Real validated learning is used not only for investors, but it is integral for the founders. While investors may insist on seeing traction in a company prior to lending funds, if the founders do not take the time to validate before kickstarting the company, it’ll ultimately be a flop with or without the influx of Monday from investors. The best type of validated learning should not show that you’re company can make x-amount of money from a specific endeavor, because those means of analysis are not dependable and will change as the company evolves from one initiative or product to the next. The valuable validated learning will come from testing assumptions that are not going to change about your company, product, and/or customer base.
In the example we saw with CarrotSticks, the lack of Validated Learning they did prior to demoing their product led them to develop the product surrounding a set of false assumptions about both the teachers and their students. They wasted valuable time, money, and man-power to something ended as a flop before it even began. Speaking to Pete Koomen, co-founder of both the failed CarrotSticks and successful Optimizely, he cited validated customer learning as an integral part of early and late startup success. It approaching Optimizely, Pete, made sure to validate all the team’s assumptions through very simple tests before actually creating the actual product.

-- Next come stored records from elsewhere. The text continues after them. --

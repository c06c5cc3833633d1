pub mod command;
pub mod info;
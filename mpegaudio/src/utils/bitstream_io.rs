//! Bitstream I/O utilities for header parsing.
//!
//! Thin wrapper over `bitstream_io` reading big-endian bit fields out of
//! frame headers and tag payloads.

use std::io;

use bitstream_io::{BigEndian, BitRead, BitReader, UnsignedInteger};

#[derive(Debug)]
pub struct BitstreamIoReader<R: io::Read + io::Seek> {
    bs: BitReader<R, BigEndian>,
}

pub type BsIoSliceReader<'a> = BitstreamIoReader<io::Cursor<&'a [u8]>>;

impl<R> BitstreamIoReader<R>
where
    R: io::Read + io::Seek,
{
    pub fn new(read: R) -> Self {
        Self {
            bs: BitReader::new(read),
        }
    }

    #[inline(always)]
    pub fn get(&mut self) -> io::Result<bool> {
        self.bs.read_bit()
    }

    #[inline(always)]
    pub fn get_n<I: UnsignedInteger>(&mut self, n: u32) -> io::Result<I> {
        match self.bs.read_unsigned_var(n) {
            Ok(val) => Ok(val),
            Err(e) if e.kind() == io::ErrorKind::UnexpectedEof => Err(io::Error::new(
                io::ErrorKind::UnexpectedEof,
                format!(
                    "get_n({}): out of bounds bits at {}",
                    n,
                    self.bs.position_in_bits().unwrap_or(0)
                ),
            )),
            Err(e) => Err(e),
        }
    }
}

impl<'a> BsIoSliceReader<'a> {
    pub fn from_slice(buf: &'a [u8]) -> Self {
        Self::new(io::Cursor::new(buf))
    }
}

#[test]
fn read_fields_across_bytes() -> io::Result<()> {
    let mut reader = BsIoSliceReader::from_slice(&[0xFF, 0xFB, 0x90, 0x44]);

    assert_eq!(reader.get_n::<u16>(11)?, 0x7FF);
    assert_eq!(reader.get_n::<u8>(2)?, 0b11);
    assert_eq!(reader.get_n::<u8>(2)?, 0b01);
    assert!(reader.get()?);
    assert_eq!(reader.get_n::<u8>(4)?, 9);
    assert_eq!(reader.get_n::<u8>(4)?, 0);
    assert_eq!(reader.get_n::<u8>(2)?, 0b01);

    let err = reader.get_n::<u8>(8).unwrap_err();
    assert_eq!(err.kind(), io::ErrorKind::UnexpectedEof);
    Ok(())
}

In our startup, we need to start with the prototype and use that to garner some real validated learning. Since so much depends on the interest, ease of use, and propagation of our product by word of mouth, it is integral to get out there with students as survey interest to cover our assumption of demand. Then use the prototype and customer interviews to figure out if what we are anticipating as being extremely helpful will actually come off that way. Lastly, asking customers whether or not they would “recommend” Welc’Home to a friend, is the pivoting point for our product because we can only be the catalyst spreading the word for so long. If users will tell even one person about the product we will have a positive test to our assumption that this could be sustained.
Validated learning is simple in concept difficult in execution and analysis. I am looking forward to test out the validated learning techniques that Pete mentioned in our videochat as we move forward with Welc’Home.